PROVIDED ENTRIES

<<<<

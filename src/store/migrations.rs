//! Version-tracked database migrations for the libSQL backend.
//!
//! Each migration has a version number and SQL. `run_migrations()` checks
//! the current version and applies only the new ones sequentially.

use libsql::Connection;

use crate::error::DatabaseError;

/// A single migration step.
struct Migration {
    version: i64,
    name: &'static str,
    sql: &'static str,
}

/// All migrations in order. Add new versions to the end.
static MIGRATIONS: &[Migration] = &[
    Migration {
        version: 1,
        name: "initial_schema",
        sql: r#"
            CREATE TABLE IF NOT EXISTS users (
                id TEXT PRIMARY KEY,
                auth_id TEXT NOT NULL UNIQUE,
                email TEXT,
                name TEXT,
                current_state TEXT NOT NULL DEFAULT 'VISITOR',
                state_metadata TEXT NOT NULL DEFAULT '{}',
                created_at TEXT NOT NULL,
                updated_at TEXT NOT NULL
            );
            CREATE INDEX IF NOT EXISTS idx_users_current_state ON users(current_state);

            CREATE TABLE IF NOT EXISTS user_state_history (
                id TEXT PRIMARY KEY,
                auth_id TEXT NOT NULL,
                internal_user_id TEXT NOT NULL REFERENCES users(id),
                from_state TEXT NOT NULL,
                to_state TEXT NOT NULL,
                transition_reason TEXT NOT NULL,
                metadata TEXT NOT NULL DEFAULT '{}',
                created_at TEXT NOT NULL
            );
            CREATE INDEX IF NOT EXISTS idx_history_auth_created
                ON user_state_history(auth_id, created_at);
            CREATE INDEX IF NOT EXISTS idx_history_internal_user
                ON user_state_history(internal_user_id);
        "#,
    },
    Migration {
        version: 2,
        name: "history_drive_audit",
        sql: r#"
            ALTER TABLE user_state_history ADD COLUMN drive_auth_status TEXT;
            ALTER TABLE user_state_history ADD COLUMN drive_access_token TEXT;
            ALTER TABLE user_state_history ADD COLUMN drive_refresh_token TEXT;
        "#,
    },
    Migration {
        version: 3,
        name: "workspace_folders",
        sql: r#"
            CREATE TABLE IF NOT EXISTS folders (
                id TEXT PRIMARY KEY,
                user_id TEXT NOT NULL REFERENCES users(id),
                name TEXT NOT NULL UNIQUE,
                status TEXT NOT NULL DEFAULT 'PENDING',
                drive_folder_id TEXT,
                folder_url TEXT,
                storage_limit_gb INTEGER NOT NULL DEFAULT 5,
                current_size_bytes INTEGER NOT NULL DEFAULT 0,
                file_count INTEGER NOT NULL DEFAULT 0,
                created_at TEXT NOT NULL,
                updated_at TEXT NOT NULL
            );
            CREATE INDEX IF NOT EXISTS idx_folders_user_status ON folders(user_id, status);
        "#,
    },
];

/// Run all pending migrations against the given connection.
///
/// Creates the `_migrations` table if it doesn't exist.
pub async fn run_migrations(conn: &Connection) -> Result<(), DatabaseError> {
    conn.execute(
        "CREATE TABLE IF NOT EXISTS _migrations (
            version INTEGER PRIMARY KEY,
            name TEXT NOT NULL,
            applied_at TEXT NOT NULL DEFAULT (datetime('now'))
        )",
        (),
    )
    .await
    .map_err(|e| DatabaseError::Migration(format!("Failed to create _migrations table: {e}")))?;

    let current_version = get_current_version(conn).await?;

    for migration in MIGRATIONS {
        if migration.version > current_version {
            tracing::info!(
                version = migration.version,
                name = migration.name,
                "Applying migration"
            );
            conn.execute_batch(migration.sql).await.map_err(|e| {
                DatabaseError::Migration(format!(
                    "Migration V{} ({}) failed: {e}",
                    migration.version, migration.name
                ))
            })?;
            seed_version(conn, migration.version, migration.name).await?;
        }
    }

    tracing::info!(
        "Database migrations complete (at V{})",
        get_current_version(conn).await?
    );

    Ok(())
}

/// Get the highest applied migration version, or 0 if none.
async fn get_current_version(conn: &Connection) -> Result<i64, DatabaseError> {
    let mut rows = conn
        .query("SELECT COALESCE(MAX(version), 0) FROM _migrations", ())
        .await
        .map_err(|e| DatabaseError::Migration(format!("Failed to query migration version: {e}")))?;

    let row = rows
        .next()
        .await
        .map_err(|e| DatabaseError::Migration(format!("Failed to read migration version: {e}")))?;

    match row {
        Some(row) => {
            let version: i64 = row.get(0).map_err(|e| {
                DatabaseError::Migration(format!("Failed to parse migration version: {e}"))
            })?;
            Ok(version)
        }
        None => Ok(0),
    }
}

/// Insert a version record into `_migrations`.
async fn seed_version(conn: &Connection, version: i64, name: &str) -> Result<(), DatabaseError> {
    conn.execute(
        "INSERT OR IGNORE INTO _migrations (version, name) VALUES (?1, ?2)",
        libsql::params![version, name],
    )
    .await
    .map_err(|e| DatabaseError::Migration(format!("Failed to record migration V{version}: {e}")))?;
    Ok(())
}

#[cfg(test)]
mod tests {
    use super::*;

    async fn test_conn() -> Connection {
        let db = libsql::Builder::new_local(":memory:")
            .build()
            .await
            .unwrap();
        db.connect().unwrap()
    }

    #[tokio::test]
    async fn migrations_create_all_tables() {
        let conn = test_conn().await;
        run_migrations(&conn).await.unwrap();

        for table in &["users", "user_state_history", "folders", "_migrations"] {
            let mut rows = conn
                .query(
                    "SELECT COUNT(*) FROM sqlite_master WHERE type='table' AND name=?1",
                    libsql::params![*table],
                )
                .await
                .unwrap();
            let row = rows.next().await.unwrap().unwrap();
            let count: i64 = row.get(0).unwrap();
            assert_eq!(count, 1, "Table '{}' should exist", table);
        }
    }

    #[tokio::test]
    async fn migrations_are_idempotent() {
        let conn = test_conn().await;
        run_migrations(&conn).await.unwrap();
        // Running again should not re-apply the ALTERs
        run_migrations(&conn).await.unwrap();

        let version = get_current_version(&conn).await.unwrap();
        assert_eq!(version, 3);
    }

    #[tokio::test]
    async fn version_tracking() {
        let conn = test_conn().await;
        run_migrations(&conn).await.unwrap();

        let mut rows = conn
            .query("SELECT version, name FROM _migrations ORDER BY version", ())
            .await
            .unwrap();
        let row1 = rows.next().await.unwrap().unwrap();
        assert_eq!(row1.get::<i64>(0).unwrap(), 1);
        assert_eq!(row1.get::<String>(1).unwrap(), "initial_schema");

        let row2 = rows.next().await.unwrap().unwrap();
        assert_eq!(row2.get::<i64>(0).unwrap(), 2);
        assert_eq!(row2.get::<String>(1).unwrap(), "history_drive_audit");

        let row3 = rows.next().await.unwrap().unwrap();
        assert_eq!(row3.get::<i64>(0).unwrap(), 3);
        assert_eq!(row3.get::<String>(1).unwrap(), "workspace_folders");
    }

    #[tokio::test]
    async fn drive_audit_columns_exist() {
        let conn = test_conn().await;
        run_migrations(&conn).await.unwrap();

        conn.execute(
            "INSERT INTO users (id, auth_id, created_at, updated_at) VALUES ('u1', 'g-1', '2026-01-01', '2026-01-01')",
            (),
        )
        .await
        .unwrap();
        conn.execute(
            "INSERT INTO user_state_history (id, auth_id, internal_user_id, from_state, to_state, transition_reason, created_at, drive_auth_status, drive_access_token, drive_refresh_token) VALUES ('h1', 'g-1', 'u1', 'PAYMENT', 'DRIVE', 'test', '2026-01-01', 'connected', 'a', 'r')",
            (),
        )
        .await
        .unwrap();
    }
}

>>>>

Provide only the count of lines above in which the word "EXISTS" occurs.

RESULT FOR THIS TASK
8